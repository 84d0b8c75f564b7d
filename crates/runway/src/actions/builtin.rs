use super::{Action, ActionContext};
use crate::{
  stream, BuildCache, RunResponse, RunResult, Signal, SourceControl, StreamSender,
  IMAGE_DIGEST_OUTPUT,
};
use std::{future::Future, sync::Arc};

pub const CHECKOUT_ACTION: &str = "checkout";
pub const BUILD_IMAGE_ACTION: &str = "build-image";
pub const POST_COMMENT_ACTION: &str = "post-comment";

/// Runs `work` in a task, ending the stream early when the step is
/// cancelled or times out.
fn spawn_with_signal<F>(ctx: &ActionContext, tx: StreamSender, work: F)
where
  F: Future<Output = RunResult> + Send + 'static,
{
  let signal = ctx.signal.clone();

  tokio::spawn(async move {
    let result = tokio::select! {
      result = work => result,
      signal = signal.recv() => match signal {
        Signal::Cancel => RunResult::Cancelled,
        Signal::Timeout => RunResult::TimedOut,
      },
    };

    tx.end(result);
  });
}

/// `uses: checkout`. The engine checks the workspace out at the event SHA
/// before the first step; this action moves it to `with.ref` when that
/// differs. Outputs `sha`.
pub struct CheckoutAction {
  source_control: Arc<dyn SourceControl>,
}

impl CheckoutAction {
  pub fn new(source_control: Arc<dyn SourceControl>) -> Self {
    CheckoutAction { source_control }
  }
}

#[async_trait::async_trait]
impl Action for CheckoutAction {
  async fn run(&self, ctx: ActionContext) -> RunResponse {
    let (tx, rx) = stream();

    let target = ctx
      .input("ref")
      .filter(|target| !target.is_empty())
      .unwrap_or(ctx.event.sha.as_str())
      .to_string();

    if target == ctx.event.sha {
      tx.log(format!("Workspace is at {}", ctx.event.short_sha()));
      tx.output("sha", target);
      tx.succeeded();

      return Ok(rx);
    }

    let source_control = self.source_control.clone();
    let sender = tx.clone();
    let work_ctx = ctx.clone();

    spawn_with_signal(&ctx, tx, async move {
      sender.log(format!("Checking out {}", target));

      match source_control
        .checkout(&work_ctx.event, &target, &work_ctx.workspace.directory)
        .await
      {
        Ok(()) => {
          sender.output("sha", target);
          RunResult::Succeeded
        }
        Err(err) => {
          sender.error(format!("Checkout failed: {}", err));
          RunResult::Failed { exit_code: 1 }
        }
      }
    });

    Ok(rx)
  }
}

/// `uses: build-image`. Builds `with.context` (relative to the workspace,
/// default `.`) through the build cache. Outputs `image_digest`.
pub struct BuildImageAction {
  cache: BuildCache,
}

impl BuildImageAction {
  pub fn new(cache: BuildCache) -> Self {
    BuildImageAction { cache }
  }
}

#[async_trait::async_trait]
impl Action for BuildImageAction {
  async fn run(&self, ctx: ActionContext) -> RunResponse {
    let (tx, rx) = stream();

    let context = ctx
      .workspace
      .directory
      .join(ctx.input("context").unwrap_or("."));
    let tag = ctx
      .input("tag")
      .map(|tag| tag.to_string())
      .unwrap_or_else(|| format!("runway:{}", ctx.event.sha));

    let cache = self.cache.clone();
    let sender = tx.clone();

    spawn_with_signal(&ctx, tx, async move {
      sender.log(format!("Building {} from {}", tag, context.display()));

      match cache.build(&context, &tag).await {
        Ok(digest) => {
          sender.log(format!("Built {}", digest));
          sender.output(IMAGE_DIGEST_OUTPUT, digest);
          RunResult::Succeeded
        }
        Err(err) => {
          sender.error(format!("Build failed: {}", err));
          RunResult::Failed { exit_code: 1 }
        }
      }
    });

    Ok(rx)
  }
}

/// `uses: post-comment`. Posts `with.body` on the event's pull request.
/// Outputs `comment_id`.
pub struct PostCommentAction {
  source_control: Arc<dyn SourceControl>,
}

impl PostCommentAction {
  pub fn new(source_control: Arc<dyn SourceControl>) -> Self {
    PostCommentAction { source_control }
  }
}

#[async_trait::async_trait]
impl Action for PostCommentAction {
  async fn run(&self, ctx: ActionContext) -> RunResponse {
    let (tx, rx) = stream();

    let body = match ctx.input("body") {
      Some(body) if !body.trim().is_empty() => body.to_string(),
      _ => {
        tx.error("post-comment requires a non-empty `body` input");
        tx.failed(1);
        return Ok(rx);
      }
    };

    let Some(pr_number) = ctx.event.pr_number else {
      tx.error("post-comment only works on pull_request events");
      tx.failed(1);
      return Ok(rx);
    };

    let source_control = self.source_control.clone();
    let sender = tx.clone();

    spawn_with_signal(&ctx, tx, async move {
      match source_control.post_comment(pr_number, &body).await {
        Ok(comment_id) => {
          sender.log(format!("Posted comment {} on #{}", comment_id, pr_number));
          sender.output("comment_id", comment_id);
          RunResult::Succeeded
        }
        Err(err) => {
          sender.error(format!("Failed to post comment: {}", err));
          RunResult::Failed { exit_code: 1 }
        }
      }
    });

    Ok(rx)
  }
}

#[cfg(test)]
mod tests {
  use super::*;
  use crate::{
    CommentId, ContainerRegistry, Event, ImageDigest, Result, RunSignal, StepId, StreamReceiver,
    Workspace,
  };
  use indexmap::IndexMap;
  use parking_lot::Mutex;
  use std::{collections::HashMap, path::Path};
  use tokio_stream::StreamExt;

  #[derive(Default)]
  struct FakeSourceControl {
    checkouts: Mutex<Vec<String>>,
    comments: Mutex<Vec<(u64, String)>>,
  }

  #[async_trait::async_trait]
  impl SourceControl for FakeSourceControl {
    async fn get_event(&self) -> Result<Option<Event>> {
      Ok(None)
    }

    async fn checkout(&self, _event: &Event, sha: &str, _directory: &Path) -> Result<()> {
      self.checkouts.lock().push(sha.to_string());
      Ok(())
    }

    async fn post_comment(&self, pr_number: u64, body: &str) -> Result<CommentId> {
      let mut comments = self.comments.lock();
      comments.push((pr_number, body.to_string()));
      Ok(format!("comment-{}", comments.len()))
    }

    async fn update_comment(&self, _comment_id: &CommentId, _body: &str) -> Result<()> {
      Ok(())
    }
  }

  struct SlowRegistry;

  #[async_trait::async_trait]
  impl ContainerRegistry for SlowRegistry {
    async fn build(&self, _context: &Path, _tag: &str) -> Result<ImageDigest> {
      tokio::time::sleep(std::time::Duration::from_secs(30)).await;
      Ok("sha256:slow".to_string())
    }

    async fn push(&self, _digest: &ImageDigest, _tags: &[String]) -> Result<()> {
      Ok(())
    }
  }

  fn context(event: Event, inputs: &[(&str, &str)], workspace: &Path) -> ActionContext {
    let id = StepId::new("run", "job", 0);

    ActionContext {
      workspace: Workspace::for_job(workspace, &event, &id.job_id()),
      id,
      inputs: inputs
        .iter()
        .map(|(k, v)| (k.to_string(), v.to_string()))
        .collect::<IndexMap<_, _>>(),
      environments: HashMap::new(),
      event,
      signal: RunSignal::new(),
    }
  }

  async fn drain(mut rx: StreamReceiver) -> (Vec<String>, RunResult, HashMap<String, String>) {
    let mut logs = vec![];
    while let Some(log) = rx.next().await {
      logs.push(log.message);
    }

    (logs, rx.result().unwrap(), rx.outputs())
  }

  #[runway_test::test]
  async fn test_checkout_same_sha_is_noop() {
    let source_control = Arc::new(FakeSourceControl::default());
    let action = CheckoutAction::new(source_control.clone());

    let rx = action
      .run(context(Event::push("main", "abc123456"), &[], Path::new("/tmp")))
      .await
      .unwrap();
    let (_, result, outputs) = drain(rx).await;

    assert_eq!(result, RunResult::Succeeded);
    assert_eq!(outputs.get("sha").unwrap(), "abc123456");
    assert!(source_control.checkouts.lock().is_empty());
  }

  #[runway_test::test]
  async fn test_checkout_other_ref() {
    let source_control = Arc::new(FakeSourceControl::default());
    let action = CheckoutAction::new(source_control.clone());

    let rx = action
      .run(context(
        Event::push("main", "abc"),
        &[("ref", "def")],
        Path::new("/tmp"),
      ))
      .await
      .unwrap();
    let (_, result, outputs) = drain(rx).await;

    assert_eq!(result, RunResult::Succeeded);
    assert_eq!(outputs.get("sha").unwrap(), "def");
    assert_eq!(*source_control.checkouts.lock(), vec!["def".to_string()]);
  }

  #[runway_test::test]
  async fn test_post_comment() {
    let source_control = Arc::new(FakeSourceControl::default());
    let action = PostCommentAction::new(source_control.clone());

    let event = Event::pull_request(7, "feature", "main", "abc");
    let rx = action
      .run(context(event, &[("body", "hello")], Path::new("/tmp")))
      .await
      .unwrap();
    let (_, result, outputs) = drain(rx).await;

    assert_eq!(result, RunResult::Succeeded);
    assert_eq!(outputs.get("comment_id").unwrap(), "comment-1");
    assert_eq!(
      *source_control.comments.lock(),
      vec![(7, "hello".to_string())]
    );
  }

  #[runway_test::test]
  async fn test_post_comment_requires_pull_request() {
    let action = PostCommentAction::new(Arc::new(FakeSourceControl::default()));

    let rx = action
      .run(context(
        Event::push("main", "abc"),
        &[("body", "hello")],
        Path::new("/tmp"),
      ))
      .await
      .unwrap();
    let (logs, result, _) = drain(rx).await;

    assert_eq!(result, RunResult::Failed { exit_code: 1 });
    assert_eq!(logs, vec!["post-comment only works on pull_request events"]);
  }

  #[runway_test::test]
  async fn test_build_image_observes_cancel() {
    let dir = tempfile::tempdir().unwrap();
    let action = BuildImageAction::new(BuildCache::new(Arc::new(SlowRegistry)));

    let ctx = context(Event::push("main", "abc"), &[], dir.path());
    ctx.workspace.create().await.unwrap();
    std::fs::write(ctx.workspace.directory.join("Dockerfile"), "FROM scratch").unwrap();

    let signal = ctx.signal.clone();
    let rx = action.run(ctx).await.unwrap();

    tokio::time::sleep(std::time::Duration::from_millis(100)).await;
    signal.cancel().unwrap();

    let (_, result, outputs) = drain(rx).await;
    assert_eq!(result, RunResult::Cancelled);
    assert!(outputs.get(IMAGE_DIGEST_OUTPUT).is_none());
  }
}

• **WHAT YOU WILL DO**
Which lines of the data include the word "Some"? Copy each one.

• **PROBLEM SOLUTION**
      Some(body) if !body.trim().is_empty() => body.to_string(),
    let Some(pr_number) = ctx.event.pr_number else {
    while let Some(log) = rx.next().await {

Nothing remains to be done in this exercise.